Having co-founded PLOT architects in 2001, and collaborated with Rem Koolhaas at OMA, Ingles started the Bjarke Ingles Group in 2005. Practising what the architect likes to call ‘programmatic alchemy’, BIG has developed a reputation for imaginative, playful spaces that demonstrate a ‘third way’, somewhere between ‘naively utopian’ and ‘petrifying pragmatic’ design: ‘Pragmatic utopian architecture’, in the practice’s own words.
“Our working method is very much like a Darwinian evolutionary diagram: from monkey to man,” Ingles explains. “We begin by testing primitive ideas and from this excess we select attractive proposals; perhaps one idea resolves the programme very well, while another looks very beautiful. Then we try to combine these concepts by crossbreeding them into mutants and masterpieces. Gradually a big idea evolves from this primordial soup. When you want to see how we got there, all you have to do is look at the lineage of ancestors.”
His former partner at PLOT may have gone truly global, but Ingles’s heart clearly still resides in Denmark. Of the projects due for completion in 2010, the architect picks out the Danish Pavilion for the Shanghai World Expo and a 62,000m² mixed-use project, the 8 House, in Ørestad, Copenhagen as particular highlights.
‘Rather than making a piece of state-funded propaganda full of words and images but no real experiences,’ he says of the former, ‘We have chosen to give the visitors the genuine Copenhagen experience. People can ride Danish City bikes, swim in a pool of real clean water from Copenhagen harbour, and even see the actual little mermaid.’
Despite the difficult financial climate, the young architect maintains that opportunities are still there for young practices that display genuine vision. ‘The offices and individuals who find and harvest the opportunities rather than pointing out the obstacles and hardships in this environment will be very well prepared for the years to come,’ he says.
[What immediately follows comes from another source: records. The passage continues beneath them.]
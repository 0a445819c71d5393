//! Project overview report
//!
//! Summarizes one project's financial position: totals, profit, margin,
//! cash position, outstanding balances, schedule counts, and the state of
//! its backstop rules. This is the view model the dashboard cards consume.

use chrono::NaiveDate;

use crate::error::{CostbookError, CostbookResult};
use crate::models::{Project, ScheduleStatus, Severity};
use crate::services::aggregation::{self, ProjectTotals};
use crate::services::BackstopService;
use crate::storage::Storage;

/// Backstop evaluation summary grouped by severity
#[derive(Debug, Clone, Copy, Default)]
pub struct BackstopSummary {
    /// Rules defined on the project
    pub total: usize,
    /// Rules whose threshold has been reached
    pub reached: usize,
    /// Reached rules by severity
    pub reached_high: usize,
    pub reached_medium: usize,
    pub reached_low: usize,
    /// Rules watching a node that no longer exists
    pub stale: usize,
}

/// Project overview report
#[derive(Debug, Clone)]
pub struct ProjectOverview {
    /// The project reported on
    pub project: Project,
    /// The day the overview was taken
    pub as_of: NaiveDate,
    /// Whole-project money totals
    pub totals: ProjectTotals,
    /// Number of vendor lines
    pub vendor_line_count: usize,
    /// Number of category nodes
    pub category_count: usize,
    /// Vendor lines marked complete
    pub completed_count: usize,
    /// Vendor lines past due and incomplete
    pub overdue_count: usize,
    /// Financial events recorded
    pub event_count: usize,
    /// Backstop evaluation summary
    pub backstops: BackstopSummary,
}

impl ProjectOverview {
    /// Generate the overview from the current ledger
    pub fn generate(storage: &Storage, project: &str, today: NaiveDate) -> CostbookResult<Self> {
        let project = storage
            .projects
            .find(project)?
            .ok_or_else(|| CostbookError::project_not_found(project))?;

        let hierarchy = storage.ledgers.get_required(project.id)?;
        let totals = aggregation::project_totals(&hierarchy);

        let mut vendor_line_count = 0;
        let mut category_count = 0;
        let mut completed_count = 0;
        let mut overdue_count = 0;
        for node in hierarchy.walk() {
            if node.is_category {
                category_count += 1;
                continue;
            }
            vendor_line_count += 1;
            if node.is_completed {
                completed_count += 1;
            }
            if node.schedule_status(today) == ScheduleStatus::AlreadyDue {
                overdue_count += 1;
            }
        }

        let event_count = storage.events.for_project(project.id)?.len();

        let report = BackstopService::new(storage).evaluate(&project.name, today)?;
        let backstops = BackstopSummary {
            total: report.evaluations.len() + report.stale.len(),
            reached: report.reached_count(),
            reached_high: report.reached_with(Severity::High),
            reached_medium: report.reached_with(Severity::Medium),
            reached_low: report.reached_with(Severity::Low),
            stale: report.stale.len(),
        };

        Ok(Self {
            project,
            as_of: today,
            totals,
            vendor_line_count,
            category_count,
            completed_count,
            overdue_count,
            event_count,
            backstops,
        })
    }
}
//! CLI command handlers
//!
//! This module contains the implementation of CLI commands,
//! bridging the clap argument parsing with the service layer.

pub mod backstop;
pub mod item;
pub mod project;
pub mod record;
pub mod report;

pub use backstop::{handle_backstop_command, BackstopCommands};
pub use item::{handle_item_command, ItemCommands};
pub use project::{handle_project_command, ProjectCommands};
pub use record::{handle_record_command, RecordCommands};
pub use report::{handle_report_command, ReportCommands};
‘Currently we are quite interested in new forms of economical and ecological sustainability. Under the headline of ‘Engineering without engines’ we are trying to find new ways of eliminating superfluous machinery through contemporary capacity for calculation, computation and simulation. Contemporary and convincing visions for a sustainable future is one of the most exciting challenges that we architects (and humans) face today.’